2. Implement category exclusions
Once LAN is enabled within your campaign, LinkedIn provides publisher category exclusion options. These categories are classified by the “Interactive Advertising Bureau (IAB) category taxonomy,” which is a system that classifies website content and therefore improves targeting. IAB exclusions are helpful when content is sensitive and could result in discrimination, or is tailored to a specific industry and brands don’t want their ads to show up alongside specific website content. The website partner category exclusion options are vast, some of the most popular exclusions include “Family & Parenting,” “Religion,” “Shopping,” and “News.
3. Upload publisher lists
Another way to control how your brand serves on the Audience Network is to upload a publisher list. With LinkedIn’s provided template, advertisers can create a custom list of publishers to either target or exclude from its campaigns. These lists are called “block lists” or “allow lists” and can include up to 100,000 domains. This enables brands to fully remove publishers they feel threaten their brand safety and gives marketers full control on how their campaigns are served to their target audience.

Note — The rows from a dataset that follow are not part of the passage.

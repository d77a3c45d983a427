//! Decode hex-encoded payloads into text.
//!
//! Payloads are hex strings of UTF-8 text. A payload that is not valid hex can't be used at all,
//! but a payload with a few corrupted bytes can: invalid UTF-8 sequences are replaced with
//! `U+FFFD` and the rest of the text is kept.
//!
//! ```
//! use payload::decoding;
//! let decoded = decoding::decode("3c543effff").unwrap();
//! assert_eq!("<T>\u{fffd}\u{fffd}", decoded.text);
//! assert!(decoded.had_replacement);
//! ```

use hex;

/// Text recovered from a hex payload.
#[derive(Clone, Debug, PartialEq)]
pub struct DecodedText {
    /// The decoded text.
    pub text: String,

    /// True if any invalid UTF-8 sequences were replaced.
    pub had_replacement: bool,
}

/// A payload that could not be decoded as hex.
#[derive(Debug, Fail, PartialEq)]
#[fail(display = "invalid hex in the bytes starting at position {}: {}", position, cause)]
pub struct Error {
    /// The byte offset of the run of hex digits that failed to decode.
    pub position: usize,

    /// Why the run failed to decode.
    #[cause]
    pub cause: hex::FromHexError,
}

/// Decodes a hex string into text.
///
/// Whitespace between bytes is skipped.
///
/// # Examples
///
/// ```
/// use payload::decoding;
/// let decoded = decoding::decode("3c543e6869").unwrap();
/// assert_eq!("<T>hi", decoded.text);
/// assert!(!decoded.had_replacement);
/// assert!(decoding::decode("3c5").is_err());
/// ```
pub fn decode(s: &str) -> Result<DecodedText, Error> {
    to_bytes(s).map(DecodedText::from)
}

/// Decodes a hex string into bytes.
///
/// Each whitespace-separated run must hold whole bytes.
///
/// # Examples
///
/// ```
/// use payload::decoding;
/// assert_eq!(vec![0x3c, 0xff], decoding::to_bytes("3cFF").unwrap());
/// assert_eq!(vec![0x3c, 0xff], decoding::to_bytes("3c ff").unwrap());
/// assert!(decoding::to_bytes("3 cff").is_err());
/// ```
pub fn to_bytes(s: &str) -> Result<Vec<u8>, Error> {
    let mut bytes = Vec::with_capacity(s.len() / 2);
    let mut position = 0;
    for run in s.split(|c: char| c.is_ascii_whitespace()) {
        if !run.is_empty() {
            let decoded = hex::decode(run).map_err(|cause| Error {
                position: position,
                cause: cause,
            })?;
            bytes.extend(decoded);
        }
        position += run.len() + 1;
    }
    Ok(bytes)
}

/// Encodes bytes as a lowercase hex string.
///
/// # Examples
///
/// ```
/// use payload::decoding;
/// assert_eq!("3c543e", decoding::encode(b"<T>"));
/// ```
pub fn encode(bytes: &[u8]) -> String {
    hex::encode(bytes)
}

impl From<Vec<u8>> for DecodedText {
    fn from(bytes: Vec<u8>) -> DecodedText {
        match String::from_utf8(bytes) {
            Ok(text) => DecodedText {
                text: text,
                had_replacement: false,
            },
            Err(err) => {
                let utf8_error = err.utf8_error();
                let start = utf8_error.valid_up_to();
                let bytes = err.into_bytes();
                let end = utf8_error
                    .error_len()
                    .map(|len| start + len)
                    .unwrap_or_else(|| bytes.len());
                warn!(
                    "invalid utf-8 {:?} at position {}, replacing",
                    &bytes[start..end],
                    start
                );
                DecodedText {
                    text: String::from_utf8_lossy(&bytes).into_owned(),
                    had_replacement: true,
                }
            }
        }
    }
}
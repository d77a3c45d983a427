//! Get Spotter telemetry in, and reassembled messages out.
//!
//! Spotter buoys report through the Sofar sensor-data API. This crate builds API queries, fetches
//! or reads API responses, and writes everything a reassembly pass produces to an output directory:
//!
//! ```text
//! 2024-06-03_2024-06-03/
//!     spotter_data.csv      every record, as received
//!     spotter_message.txt   one line per text message
//!     imgs/3.jpg            one file per image, named by index
//! ```
//!
//! # Examples
//!
//! ```
//! # extern crate payload;
//! # extern crate sofar;
//! # extern crate tempfile;
//! # fn main() {
//! use payload::Controller;
//! use sofar::{FilesystemSink, Response};
//!
//! let response = Response::from_path("fixtures/response.json").unwrap();
//! let directory = tempfile::tempdir().unwrap();
//! sofar::export_csv(directory.path(), &response.data).unwrap();
//! let mut sink = FilesystemSink::create(directory.path(), "jpg").unwrap();
//! let summary = Controller::new().run(&response.records(), &mut sink);
//! assert_eq!(1, summary.images);
//! assert!(directory.path().join("imgs/3.jpg").exists());
//! # }
//! ```

#![deny(missing_docs, missing_debug_implementations, unsafe_code)]

extern crate chrono;
#[macro_use]
extern crate failure;
#[macro_use]
extern crate log;
extern crate payload;
extern crate reqwest;
extern crate serde;
#[macro_use]
extern crate serde_derive;
extern crate serde_json;
#[cfg(test)]
extern crate tempfile;
extern crate toml;
extern crate url;

pub mod config;
pub mod export;
pub mod fetch;
pub mod output;
pub mod query;
pub mod response;

pub use config::Config;
pub use export::{export_csv, write_csv};
pub use fetch::fetch;
pub use output::{FilesystemSink, ImageWriter, TextLog};
pub use query::Query;
pub use response::{Entry, Response};
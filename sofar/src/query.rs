//! Queries against the Sofar sensor-data API.

use chrono::{DateTime, NaiveDate};
use url::{ParseError, Url};

/// The sensor-data endpoint of the Sofar API.
pub const SENSOR_DATA_URL: &str = "https://api.sofarocean.com/api/sensor-data";

/// One spotter's sensor data over a time range.
///
/// # Examples
///
/// ```
/// use sofar::Query;
/// let query = Query::new("SPOT-31778C", "2024-06-03", "2024-06-04", "token").unwrap();
/// assert_eq!("2024-06-03_2024-06-04", query.directory_name());
/// ```
#[derive(Clone, Debug, PartialEq)]
pub struct Query {
    spotter_id: String,
    start_date: String,
    end_date: String,
    token: String,
    start: NaiveDate,
    end: NaiveDate,
}

/// An invalid query.
#[derive(Debug, Fail, PartialEq)]
pub enum Error {
    /// The spotter id is empty.
    #[fail(display = "the spotter id is empty")]
    EmptySpotterId,

    /// The date is neither `YYYY-MM-DD` nor RFC 3339.
    #[fail(display = "invalid date (expected YYYY-MM-DD or RFC 3339): {}", _0)]
    InvalidDate(String),
}

impl Query {
    /// Creates a new query.
    ///
    /// Dates can be `YYYY-MM-DD` or full RFC 3339 timestamps, and are passed to the API as given.
    ///
    /// # Examples
    ///
    /// ```
    /// use sofar::Query;
    /// let query = Query::new(
    ///     "SPOT-31778C",
    ///     "2024-06-03T03:36:44.000Z",
    ///     "2024-06-03T03:38:01.000Z",
    ///     "token",
    /// ).unwrap();
    /// assert!(Query::new("SPOT-31778C", "June 3rd", "2024-06-04", "token").is_err());
    /// ```
    pub fn new<A, B, C, D>(spotter_id: A, start_date: B, end_date: C, token: D) -> Result<Query, Error>
    where
        A: Into<String>,
        B: Into<String>,
        C: Into<String>,
        D: Into<String>,
    {
        let spotter_id = spotter_id.into();
        if spotter_id.trim().is_empty() {
            return Err(Error::EmptySpotterId);
        }
        let start_date = start_date.into();
        let end_date = end_date.into();
        Ok(Query {
            start: parse_date(&start_date)?,
            end: parse_date(&end_date)?,
            spotter_id: spotter_id,
            start_date: start_date,
            end_date: end_date,
            token: token.into(),
        })
    }

    /// Returns the API url for this query.
    ///
    /// # Examples
    ///
    /// ```
    /// use sofar::Query;
    /// let query = Query::new("SPOT-31778C", "2024-06-03", "2024-06-04", "abc").unwrap();
    /// assert_eq!(
    ///     "https://api.sofarocean.com/api/sensor-data?spotterId=SPOT-31778C&startDate=2024-06-03&endDate=2024-06-04&token=abc",
    ///     query.url().unwrap().as_str()
    /// );
    /// ```
    pub fn url(&self) -> Result<Url, ParseError> {
        Url::parse_with_params(
            SENSOR_DATA_URL,
            &[
                ("spotterId", self.spotter_id.as_str()),
                ("startDate", self.start_date.as_str()),
                ("endDate", self.end_date.as_str()),
                ("token", self.token.as_str()),
            ],
        )
    }

    /// Returns the name of the directory that holds this query's outputs.
    ///
    /// The name is made from the start and end dates, e.g. `2024-06-03_2024-06-04`.
    pub fn directory_name(&self) -> String {
        format!(
            "{}_{}",
            self.start.format("%Y-%m-%d"),
            self.end.format("%Y-%m-%d")
        )
    }

    /// Returns this query's spotter id.
    pub fn spotter_id(&self) -> &str {
        &self.spotter_id
    }
}

fn parse_date(s: &str) -> Result<NaiveDate, Error> {
    NaiveDate::parse_from_str(s, "%Y-%m-%d")
        .or_else(|_| DateTime::parse_from_rfc3339(s).map(|datetime| datetime.naive_local().date()))
        .map_err(|_| Error::InvalidDate(s.to_string()))
}
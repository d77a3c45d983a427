//! Configuration for a reassembly run.
//!
//! Configs are usually specified in TOML files:
//!
//! ```toml
//! spotter_id = "SPOT-31778C"
//! start_date = "2024-06-03T03:36:44.000Z"
//! end_date = "2024-06-03T03:38:01.000Z"
//! token = "..."
//!
//! # Optional
//! output_directory = "out"  # defaults to "{start date}_{end date}"
//! order = "tag"             # or "arrival"
//! image_extension = "jpg"
//! ```

use failure::Error;
use output::DEFAULT_IMAGE_EXTENSION;
use payload::assembly::InvalidOrder;
use payload::Order;
use query::{self, Query};
use std::path::{Path, PathBuf};
use std::str::FromStr;
use toml;

/// Configures a reassembly run.
///
/// # Examples
///
/// ```
/// use sofar::Config;
/// let config = Config::from_path("fixtures/config.toml").unwrap();
/// ```
#[derive(Clone, Debug, Deserialize, PartialEq)]
pub struct Config {
    spotter_id: String,
    start_date: String,
    end_date: String,
    token: String,
    output_directory: Option<PathBuf>,
    order: Option<String>,
    image_extension: Option<String>,
}

impl Config {
    /// Reads configuration from a toml file.
    ///
    /// # Examples
    ///
    /// ```
    /// let config = sofar::Config::from_path("fixtures/config.toml").unwrap();
    /// ```
    pub fn from_path<P: AsRef<Path>>(path: P) -> Result<Config, Error> {
        use std::fs::File;
        use std::io::Read;

        let mut file = File::open(path)?;
        let mut string = String::new();
        file.read_to_string(&mut string)?;
        string.parse()
    }

    /// Returns the API query described by this configuration.
    ///
    /// # Examples
    ///
    /// ```
    /// let config = sofar::Config::from_path("fixtures/config.toml").unwrap();
    /// let query = config.query().unwrap();
    /// assert_eq!("SPOT-31778C", query.spotter_id());
    /// ```
    pub fn query(&self) -> Result<Query, query::Error> {
        Query::new(
            self.spotter_id.as_str(),
            self.start_date.as_str(),
            self.end_date.as_str(),
            self.token.as_str(),
        )
    }

    /// Returns the image chunk order, which defaults to `Order::Tag`.
    ///
    /// # Examples
    ///
    /// ```
    /// # extern crate payload;
    /// # extern crate sofar;
    /// # fn main() {
    /// use payload::Order;
    /// let config = sofar::Config::from_path("fixtures/config.toml").unwrap();
    /// assert_eq!(Order::Tag, config.order().unwrap());
    /// # }
    /// ```
    pub fn order(&self) -> Result<Order, InvalidOrder> {
        self.order
            .as_ref()
            .map(|s| s.parse())
            .unwrap_or_else(|| Ok(Order::default()))
    }

    /// Returns the output directory.
    ///
    /// Defaults to a directory in the current directory named after the query dates.
    ///
    /// # Examples
    ///
    /// ```
    /// let config = sofar::Config::from_path("fixtures/config.toml").unwrap();
    /// assert_eq!(
    ///     std::path::PathBuf::from("2024-06-03_2024-06-03"),
    ///     config.output_directory().unwrap()
    /// );
    /// ```
    pub fn output_directory(&self) -> Result<PathBuf, query::Error> {
        match self.output_directory {
            Some(ref directory) => Ok(directory.clone()),
            None => self
                .query()
                .map(|query| PathBuf::from(query.directory_name())),
        }
    }

    /// Returns the image file extension.
    pub fn image_extension(&self) -> &str {
        self.image_extension
            .as_ref()
            .map(|s| s.as_str())
            .unwrap_or(DEFAULT_IMAGE_EXTENSION)
    }

    /// Sets the output directory.
    pub fn set_output_directory<P: AsRef<Path>>(&mut self, directory: P) {
        self.output_directory = Some(directory.as_ref().to_path_buf());
    }

    /// Sets the image chunk order by name.
    pub fn set_order<S: Into<String>>(&mut self, order: S) {
        self.order = Some(order.into());
    }
}

impl FromStr for Config {
    type Err = Error;
    fn from_str(s: &str) -> Result<Config, Error> {
        toml::from_str(s).map_err(Error::from)
    }
}

#[cfg(test)]
mod tests {
    use super::*;

    const MINIMAL: &str = r#"
spotter_id = "SPOT-31778C"
start_date = "2024-06-03"
end_date = "2024-06-04"
token = "abc"
"#;

    #[test]
    fn fixtures() {
        let config = Config::from_path("fixtures/config.toml").unwrap();
        assert_eq!("jpg", config.image_extension());
    }

    #[test]
    fn defaults() {
        let config: Config = MINIMAL.parse().unwrap();
        assert_eq!(Order::Tag, config.order().unwrap());
        assert_eq!("jpg", config.image_extension());
        assert_eq!(
            PathBuf::from("2024-06-03_2024-06-04"),
            config.output_directory().unwrap()
        );
    }

    #[test]
    fn overrides() {
        let mut config: Config = MINIMAL.parse().unwrap();
        config.set_output_directory("out");
        config.set_order("arrival");
        assert_eq!(PathBuf::from("out"), config.output_directory().unwrap());
        assert_eq!(Order::Arrival, config.order().unwrap());
        config.set_order("sideways");
        assert!(config.order().is_err());
    }

    #[test]
    fn optional_fields() {
        let config: Config = format!(
            "{}output_directory = \"data\"\norder = \"arrival\"\nimage_extension = \"png\"\n",
            MINIMAL
        ).parse()
            .unwrap();
        assert_eq!(PathBuf::from("data"), config.output_directory().unwrap());
        assert_eq!(Order::Arrival, config.order().unwrap());
        assert_eq!("png", config.image_extension());
    }

    #[test]
    fn missing_field() {
        assert!("spotter_id = \"SPOT\"".parse::<Config>().is_err());
    }
}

Not sure how to decide which domains to negate? LinkedIn provides “Publisher Reports” that identify all additional domains where ads were shown over the last month through the Audience Network, if it’s enabled. Downloading this report provides a list of publishers that advertisers can comb through to find relevant exclusions.
What marketers need to know
LinkedIn’s Audience Network is a great way for marketers to scale campaigns and reach relevant B2B audiences. But, following best practices to maintain control for contextual relevance, brand safety, and ad serving is crucial to ensure your brand gets the best performance possible. Keep these three recommendations in mind before adding LAN into your LinkedIn approach.